━━━ EXTRACTED MATERIAL
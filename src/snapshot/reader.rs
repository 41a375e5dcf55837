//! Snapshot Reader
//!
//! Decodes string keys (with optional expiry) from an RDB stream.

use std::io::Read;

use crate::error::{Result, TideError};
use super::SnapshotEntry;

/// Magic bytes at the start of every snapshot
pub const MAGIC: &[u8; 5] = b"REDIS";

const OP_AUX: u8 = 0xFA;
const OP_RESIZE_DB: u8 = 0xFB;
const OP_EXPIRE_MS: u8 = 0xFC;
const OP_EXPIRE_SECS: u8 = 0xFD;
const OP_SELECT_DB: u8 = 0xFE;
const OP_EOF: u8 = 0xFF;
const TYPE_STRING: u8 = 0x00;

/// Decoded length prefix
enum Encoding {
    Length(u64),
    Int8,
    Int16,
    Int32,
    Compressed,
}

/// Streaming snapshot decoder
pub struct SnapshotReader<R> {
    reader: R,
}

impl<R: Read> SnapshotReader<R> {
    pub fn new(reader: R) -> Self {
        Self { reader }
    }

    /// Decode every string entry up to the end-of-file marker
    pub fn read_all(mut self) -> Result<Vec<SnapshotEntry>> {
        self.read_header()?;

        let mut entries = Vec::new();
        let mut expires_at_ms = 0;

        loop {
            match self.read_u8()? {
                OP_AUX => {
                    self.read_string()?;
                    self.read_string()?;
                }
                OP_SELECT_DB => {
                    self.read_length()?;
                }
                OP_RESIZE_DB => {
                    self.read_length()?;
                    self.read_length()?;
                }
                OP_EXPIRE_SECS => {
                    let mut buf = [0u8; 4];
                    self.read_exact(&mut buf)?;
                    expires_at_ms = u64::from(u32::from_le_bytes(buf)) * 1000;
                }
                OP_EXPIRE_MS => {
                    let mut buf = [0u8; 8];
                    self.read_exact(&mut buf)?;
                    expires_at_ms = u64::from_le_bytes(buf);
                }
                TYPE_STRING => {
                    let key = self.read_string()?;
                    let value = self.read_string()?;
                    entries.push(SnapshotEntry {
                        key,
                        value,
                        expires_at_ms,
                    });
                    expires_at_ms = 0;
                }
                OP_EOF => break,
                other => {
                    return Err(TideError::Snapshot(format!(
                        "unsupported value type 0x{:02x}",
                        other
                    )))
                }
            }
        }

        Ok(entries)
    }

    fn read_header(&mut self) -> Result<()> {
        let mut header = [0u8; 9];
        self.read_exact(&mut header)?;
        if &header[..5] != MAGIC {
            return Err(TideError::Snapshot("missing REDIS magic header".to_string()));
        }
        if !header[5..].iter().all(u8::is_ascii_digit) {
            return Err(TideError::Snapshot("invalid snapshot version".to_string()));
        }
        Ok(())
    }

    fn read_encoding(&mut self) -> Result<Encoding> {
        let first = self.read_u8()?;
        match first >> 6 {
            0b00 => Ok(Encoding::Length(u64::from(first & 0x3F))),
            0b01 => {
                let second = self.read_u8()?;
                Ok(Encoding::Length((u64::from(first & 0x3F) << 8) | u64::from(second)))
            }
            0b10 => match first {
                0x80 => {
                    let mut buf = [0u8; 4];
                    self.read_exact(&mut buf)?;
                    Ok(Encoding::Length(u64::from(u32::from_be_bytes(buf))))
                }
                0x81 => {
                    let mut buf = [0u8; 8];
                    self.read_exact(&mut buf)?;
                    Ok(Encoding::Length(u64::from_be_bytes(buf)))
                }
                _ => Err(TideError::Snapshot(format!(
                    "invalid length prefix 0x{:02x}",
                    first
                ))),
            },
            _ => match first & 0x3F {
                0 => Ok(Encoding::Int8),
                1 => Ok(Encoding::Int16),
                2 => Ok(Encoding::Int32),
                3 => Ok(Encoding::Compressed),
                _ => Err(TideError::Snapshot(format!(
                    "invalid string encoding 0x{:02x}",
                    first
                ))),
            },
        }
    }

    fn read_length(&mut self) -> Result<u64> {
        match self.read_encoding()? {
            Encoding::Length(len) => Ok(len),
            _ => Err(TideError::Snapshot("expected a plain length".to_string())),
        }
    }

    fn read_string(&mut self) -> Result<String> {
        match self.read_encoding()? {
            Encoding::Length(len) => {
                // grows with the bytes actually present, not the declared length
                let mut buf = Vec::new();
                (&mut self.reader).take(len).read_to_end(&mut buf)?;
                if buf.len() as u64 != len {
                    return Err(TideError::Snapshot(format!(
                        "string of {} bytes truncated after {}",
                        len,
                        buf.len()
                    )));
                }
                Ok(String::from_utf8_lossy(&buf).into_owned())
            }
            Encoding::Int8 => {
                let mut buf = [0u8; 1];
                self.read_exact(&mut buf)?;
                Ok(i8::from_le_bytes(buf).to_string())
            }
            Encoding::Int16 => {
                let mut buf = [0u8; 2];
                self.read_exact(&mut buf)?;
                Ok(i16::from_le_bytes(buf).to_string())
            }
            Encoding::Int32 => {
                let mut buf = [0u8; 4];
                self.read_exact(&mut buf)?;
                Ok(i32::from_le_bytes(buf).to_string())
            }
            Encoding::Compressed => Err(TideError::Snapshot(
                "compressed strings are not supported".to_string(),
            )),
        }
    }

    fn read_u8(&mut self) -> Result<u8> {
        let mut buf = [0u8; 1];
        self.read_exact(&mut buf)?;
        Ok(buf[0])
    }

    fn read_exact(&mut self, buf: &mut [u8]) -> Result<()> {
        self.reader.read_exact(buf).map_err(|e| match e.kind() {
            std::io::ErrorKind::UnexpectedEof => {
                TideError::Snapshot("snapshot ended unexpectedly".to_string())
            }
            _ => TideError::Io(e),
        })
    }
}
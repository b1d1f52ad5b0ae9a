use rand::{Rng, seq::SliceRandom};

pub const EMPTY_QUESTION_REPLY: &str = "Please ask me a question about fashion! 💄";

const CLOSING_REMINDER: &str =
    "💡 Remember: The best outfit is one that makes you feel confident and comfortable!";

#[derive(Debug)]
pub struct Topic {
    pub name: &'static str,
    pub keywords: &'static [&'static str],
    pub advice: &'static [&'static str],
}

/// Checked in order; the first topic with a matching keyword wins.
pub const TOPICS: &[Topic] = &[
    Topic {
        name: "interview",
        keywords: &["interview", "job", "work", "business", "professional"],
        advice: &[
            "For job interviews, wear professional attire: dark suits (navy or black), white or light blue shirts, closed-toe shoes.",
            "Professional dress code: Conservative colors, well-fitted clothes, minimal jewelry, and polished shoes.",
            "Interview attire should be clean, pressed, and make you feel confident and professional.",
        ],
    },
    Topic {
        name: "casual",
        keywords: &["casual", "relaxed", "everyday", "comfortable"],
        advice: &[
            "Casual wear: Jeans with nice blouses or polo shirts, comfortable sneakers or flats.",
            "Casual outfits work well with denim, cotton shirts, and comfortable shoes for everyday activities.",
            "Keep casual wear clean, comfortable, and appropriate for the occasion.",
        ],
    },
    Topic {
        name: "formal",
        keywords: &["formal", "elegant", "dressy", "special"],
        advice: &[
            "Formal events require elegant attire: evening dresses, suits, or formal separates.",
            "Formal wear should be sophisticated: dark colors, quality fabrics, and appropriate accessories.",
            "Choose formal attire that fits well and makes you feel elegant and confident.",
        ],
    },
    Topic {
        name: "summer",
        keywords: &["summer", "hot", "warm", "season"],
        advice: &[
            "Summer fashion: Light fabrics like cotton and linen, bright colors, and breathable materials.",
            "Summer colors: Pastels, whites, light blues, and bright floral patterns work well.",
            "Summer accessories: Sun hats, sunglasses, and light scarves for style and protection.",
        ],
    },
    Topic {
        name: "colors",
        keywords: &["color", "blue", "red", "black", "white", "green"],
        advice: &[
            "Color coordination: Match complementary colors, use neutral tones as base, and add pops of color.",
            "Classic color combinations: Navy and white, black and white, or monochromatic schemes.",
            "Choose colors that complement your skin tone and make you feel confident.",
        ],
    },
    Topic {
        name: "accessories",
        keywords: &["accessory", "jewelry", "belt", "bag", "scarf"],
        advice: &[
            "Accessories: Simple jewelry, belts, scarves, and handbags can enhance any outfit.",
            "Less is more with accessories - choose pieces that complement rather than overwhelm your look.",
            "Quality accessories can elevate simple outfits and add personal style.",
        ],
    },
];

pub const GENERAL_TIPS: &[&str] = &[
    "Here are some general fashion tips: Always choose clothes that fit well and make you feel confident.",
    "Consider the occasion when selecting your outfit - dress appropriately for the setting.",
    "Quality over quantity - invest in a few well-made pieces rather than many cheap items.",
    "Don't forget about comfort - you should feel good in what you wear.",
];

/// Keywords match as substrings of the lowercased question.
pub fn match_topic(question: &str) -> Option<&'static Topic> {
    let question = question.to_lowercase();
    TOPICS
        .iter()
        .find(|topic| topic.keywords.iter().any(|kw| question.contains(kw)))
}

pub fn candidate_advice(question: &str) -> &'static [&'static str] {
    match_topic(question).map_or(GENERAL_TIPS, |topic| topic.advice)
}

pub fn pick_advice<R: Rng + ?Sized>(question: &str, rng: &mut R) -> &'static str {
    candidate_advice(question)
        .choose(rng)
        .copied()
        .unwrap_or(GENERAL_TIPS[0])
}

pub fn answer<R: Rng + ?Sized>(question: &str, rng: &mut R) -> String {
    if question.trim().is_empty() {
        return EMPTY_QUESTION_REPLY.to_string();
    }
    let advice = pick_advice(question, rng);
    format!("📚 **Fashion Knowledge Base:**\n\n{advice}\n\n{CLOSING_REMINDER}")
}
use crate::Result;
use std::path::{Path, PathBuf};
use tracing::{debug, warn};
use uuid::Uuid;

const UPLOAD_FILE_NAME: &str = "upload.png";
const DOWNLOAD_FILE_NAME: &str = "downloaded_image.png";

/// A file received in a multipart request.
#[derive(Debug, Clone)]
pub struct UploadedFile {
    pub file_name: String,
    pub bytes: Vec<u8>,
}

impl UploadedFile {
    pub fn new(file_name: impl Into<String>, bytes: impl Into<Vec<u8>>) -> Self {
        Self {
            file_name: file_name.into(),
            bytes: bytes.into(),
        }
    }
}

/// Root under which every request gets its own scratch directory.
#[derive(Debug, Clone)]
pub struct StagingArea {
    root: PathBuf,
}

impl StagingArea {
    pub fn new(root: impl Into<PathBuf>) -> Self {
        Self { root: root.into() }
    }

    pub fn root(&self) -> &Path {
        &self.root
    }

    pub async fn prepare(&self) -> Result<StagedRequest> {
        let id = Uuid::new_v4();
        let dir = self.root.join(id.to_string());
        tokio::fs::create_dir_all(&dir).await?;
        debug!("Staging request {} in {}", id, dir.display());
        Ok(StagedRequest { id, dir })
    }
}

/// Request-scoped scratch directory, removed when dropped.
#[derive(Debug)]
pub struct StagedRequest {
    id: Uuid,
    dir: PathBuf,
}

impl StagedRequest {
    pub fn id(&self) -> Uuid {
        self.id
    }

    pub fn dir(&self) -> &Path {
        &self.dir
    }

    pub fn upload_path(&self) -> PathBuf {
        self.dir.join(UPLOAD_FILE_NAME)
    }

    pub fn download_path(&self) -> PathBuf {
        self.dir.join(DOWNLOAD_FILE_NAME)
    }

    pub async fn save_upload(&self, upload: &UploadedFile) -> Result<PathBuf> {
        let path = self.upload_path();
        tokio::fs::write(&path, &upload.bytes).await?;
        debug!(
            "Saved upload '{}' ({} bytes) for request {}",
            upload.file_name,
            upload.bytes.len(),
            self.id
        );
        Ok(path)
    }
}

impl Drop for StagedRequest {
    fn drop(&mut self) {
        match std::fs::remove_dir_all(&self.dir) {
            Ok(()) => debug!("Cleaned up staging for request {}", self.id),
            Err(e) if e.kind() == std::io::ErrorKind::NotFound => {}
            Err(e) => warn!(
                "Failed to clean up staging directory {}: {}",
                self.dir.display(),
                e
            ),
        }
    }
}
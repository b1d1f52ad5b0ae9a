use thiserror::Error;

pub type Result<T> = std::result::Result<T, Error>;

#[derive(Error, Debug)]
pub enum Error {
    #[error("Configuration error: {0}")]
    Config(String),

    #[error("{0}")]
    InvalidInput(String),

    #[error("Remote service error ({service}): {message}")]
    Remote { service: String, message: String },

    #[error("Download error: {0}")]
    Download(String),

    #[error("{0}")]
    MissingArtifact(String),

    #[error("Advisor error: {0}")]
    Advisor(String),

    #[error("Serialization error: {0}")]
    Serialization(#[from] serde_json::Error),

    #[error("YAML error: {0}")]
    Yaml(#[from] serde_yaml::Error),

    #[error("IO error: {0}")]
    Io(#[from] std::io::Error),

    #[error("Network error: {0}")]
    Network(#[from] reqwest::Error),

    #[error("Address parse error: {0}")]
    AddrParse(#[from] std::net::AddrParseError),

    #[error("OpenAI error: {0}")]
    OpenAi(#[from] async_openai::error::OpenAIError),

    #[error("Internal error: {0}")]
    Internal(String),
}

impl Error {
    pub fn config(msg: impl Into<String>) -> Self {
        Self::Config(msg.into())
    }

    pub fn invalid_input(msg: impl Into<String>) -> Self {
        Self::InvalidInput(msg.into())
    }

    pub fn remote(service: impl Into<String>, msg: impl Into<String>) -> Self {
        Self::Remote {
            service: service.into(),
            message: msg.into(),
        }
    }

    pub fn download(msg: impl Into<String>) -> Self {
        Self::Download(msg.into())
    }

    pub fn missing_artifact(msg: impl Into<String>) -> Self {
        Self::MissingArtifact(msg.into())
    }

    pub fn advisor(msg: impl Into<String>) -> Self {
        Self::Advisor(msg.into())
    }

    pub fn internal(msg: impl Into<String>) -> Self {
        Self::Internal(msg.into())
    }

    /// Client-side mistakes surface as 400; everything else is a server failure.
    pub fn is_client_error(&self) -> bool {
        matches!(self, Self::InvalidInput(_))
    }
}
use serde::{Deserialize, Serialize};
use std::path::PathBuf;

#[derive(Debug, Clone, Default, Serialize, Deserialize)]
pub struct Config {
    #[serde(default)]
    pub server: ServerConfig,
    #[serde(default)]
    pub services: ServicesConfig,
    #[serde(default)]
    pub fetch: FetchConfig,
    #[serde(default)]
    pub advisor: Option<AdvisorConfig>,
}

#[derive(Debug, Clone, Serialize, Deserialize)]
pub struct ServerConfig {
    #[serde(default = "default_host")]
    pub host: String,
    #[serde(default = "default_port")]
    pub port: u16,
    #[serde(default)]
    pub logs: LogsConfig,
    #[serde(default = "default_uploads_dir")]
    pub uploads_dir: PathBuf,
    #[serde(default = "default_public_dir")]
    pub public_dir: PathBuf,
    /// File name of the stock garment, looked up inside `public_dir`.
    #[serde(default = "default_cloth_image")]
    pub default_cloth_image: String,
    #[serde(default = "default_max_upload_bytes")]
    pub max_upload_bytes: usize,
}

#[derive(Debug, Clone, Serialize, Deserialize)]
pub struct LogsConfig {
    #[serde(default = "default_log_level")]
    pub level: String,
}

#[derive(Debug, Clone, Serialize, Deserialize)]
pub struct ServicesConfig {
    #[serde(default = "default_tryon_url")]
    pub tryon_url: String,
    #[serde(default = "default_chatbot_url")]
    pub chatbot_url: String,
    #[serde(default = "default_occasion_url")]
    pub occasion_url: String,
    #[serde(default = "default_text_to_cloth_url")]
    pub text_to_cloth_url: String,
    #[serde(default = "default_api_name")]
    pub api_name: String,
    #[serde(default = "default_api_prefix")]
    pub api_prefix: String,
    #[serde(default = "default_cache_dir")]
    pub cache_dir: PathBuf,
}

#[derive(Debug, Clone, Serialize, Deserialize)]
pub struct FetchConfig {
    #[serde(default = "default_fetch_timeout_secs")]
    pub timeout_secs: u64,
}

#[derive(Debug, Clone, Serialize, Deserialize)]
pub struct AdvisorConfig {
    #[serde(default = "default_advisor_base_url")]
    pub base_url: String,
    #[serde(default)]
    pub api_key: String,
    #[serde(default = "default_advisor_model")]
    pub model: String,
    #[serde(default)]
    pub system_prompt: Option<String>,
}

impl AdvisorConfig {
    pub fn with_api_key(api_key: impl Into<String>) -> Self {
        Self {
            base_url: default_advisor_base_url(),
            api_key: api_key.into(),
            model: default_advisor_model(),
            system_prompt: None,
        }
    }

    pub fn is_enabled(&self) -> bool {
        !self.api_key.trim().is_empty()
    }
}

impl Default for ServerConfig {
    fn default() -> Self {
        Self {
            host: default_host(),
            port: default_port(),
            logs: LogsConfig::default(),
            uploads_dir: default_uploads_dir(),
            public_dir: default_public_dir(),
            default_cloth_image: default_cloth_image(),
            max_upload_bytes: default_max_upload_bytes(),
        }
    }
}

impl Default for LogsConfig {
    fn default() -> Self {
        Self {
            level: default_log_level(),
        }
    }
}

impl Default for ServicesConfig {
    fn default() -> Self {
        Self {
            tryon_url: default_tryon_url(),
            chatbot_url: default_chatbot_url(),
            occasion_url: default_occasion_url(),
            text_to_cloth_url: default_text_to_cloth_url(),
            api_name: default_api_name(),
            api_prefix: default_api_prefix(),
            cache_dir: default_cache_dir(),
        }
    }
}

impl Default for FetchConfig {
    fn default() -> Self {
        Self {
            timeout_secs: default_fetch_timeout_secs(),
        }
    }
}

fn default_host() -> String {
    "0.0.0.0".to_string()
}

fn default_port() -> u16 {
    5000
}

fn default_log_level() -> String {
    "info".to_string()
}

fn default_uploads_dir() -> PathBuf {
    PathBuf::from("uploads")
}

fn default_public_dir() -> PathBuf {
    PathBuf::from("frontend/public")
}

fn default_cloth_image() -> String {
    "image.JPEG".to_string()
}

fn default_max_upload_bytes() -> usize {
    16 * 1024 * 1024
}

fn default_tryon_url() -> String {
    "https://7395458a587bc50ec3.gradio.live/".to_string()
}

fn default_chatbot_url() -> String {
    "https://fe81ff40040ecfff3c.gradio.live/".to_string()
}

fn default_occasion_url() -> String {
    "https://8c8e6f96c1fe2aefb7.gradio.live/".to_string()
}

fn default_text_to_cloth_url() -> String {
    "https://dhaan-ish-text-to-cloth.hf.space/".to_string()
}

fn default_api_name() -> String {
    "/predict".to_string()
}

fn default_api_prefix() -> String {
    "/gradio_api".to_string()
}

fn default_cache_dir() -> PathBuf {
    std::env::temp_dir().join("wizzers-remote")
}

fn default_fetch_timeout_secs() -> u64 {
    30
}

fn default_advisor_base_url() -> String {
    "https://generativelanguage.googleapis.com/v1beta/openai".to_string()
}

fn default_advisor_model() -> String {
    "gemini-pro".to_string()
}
━━━━━━
EXERCISE DIRECTIONS
A copy of each line in the data above that holds the string "MissingArtifact" is needed.

REPLY
    MissingArtifact(String),
        Self::MissingArtifact(msg.into())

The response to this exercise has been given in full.